The data:
——

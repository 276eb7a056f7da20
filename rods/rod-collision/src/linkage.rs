//! Hookean linkage generation.
//!
//! Rods declare a head-to-tail linkage through [`Rod::link_next`]: the head
//! of rod I is tied to the tail of rod `next` by a spring of rest length
//! `(r_i + r_j) * (1 + buffer)`. Linkages are bilateral blocks: their
//! multiplier is the spring force and is unrestricted in sign.
//!
//! Both endpoints must resolve in the same image: a `link_next` gid that is
//! not present in the directory raises
//! [`ConstraintError::PeriodicLinkage`] instead of silently producing
//! wrong geometry.

use hashbrown::HashMap;
use nalgebra::Vector3;
use rayon::prelude::*;
use rod_constraint::{ConstraintBlock, ConstraintCollector};
use rod_types::{ConstraintError, ResolveConfig, Rod, RodId};

use crate::geometry::GEOM_EPSILON;

/// Build the gid directory for linkage resolution.
#[must_use]
pub fn build_gid_index(rods: &[Rod]) -> HashMap<RodId, usize> {
    rods.iter()
        .enumerate()
        .map(|(index, rod)| (rod.gid, index))
        .collect()
}

/// Generate bilateral linkage blocks for every rod with a declared `next`.
///
/// # Errors
///
/// [`ConstraintError::PeriodicLinkage`] if a `link_next` gid does not
/// resolve in the directory.
pub fn collect_linkages(
    rods: &[Rod],
    gid_index: &HashMap<RodId, usize>,
    collector: &mut ConstraintCollector,
    config: &ResolveConfig,
) -> Result<(), ConstraintError> {
    let n_pools = collector.n_pools();
    let chunk_len = rods.len().div_ceil(n_pools).max(1);
    let mut chunks: Vec<std::ops::Range<usize>> = Vec::with_capacity(n_pools);
    for k in 0..n_pools {
        let start = (k * chunk_len).min(rods.len());
        let end = ((k + 1) * chunk_len).min(rods.len());
        chunks.push(start..end);
    }

    collector
        .pools_mut()
        .par_iter_mut()
        .zip(chunks.par_iter())
        .map(|(pool, range)| {
            for rod_i in &rods[range.clone()] {
                let Some(next) = rod_i.link_next else {
                    continue;
                };
                let Some(&j) = gid_index.get(&next) else {
                    return Err(ConstraintError::PeriodicLinkage {
                        gid_i: rod_i.gid,
                        gid_j: next,
                    });
                };
                let rod_j = &rods[j];

                // Head of I is tied to the tail of J.
                let head_i = rod_i.head();
                let tail_j = rod_j.tail();
                let dvec = head_i - tail_j;
                let dist = dvec.norm();
                let rest =
                    (rod_i.radius + rod_j.radius) * (1.0 + config.separation_buffer_linkages);
                let norm_i = if dist < GEOM_EPSILON {
                    Vector3::z()
                } else {
                    dvec / dist
                };

                pool.push(ConstraintBlock::linkage(
                    rod_i.gid,
                    rod_j.gid,
                    rod_i.global_index,
                    rod_j.global_index,
                    dist - rest,
                    config.link_kappa,
                    norm_i,
                    head_i,
                    tail_j,
                    rod_i.position,
                    rod_j.position,
                ));
            }
            Ok(())
        })
        .collect::<Result<Vec<()>, ConstraintError>>()?;

    Ok(())
}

——

Your goal:
Output the line that contains "-> Result<(), ConstraintError>", followed by every later line in the listing, with no line omitted and none added.

Answer box:
) -> Result<(), ConstraintError> {
    let n_pools = collector.n_pools();
    let chunk_len = rods.len().div_ceil(n_pools).max(1);
    let mut chunks: Vec<std::ops::Range<usize>> = Vec::with_capacity(n_pools);
    for k in 0..n_pools {
        let start = (k * chunk_len).min(rods.len());
        let end = ((k + 1) * chunk_len).min(rods.len());
        chunks.push(start..end);
    }

    collector
        .pools_mut()
        .par_iter_mut()
        .zip(chunks.par_iter())
        .map(|(pool, range)| {
            for rod_i in &rods[range.clone()] {
                let Some(next) = rod_i.link_next else {
                    continue;
                };
                let Some(&j) = gid_index.get(&next) else {
                    return Err(ConstraintError::PeriodicLinkage {
                        gid_i: rod_i.gid,
                        gid_j: next,
                    });
                };
                let rod_j = &rods[j];

                // Head of I is tied to the tail of J.
                let head_i = rod_i.head();
                let tail_j = rod_j.tail();
                let dvec = head_i - tail_j;
                let dist = dvec.norm();
                let rest =
                    (rod_i.radius + rod_j.radius) * (1.0 + config.separation_buffer_linkages);
                let norm_i = if dist < GEOM_EPSILON {
                    Vector3::z()
                } else {
                    dvec / dist
                };

                pool.push(ConstraintBlock::linkage(
                    rod_i.gid,
                    rod_j.gid,
                    rod_i.global_index,
                    rod_j.global_index,
                    dist - rest,
                    config.link_kappa,
                    norm_i,
                    head_i,
                    tail_j,
                    rod_i.position,
                    rod_j.position,
                ));
            }
            Ok(())
        })
        .collect::<Result<Vec<()>, ConstraintError>>()?;

    Ok(())
}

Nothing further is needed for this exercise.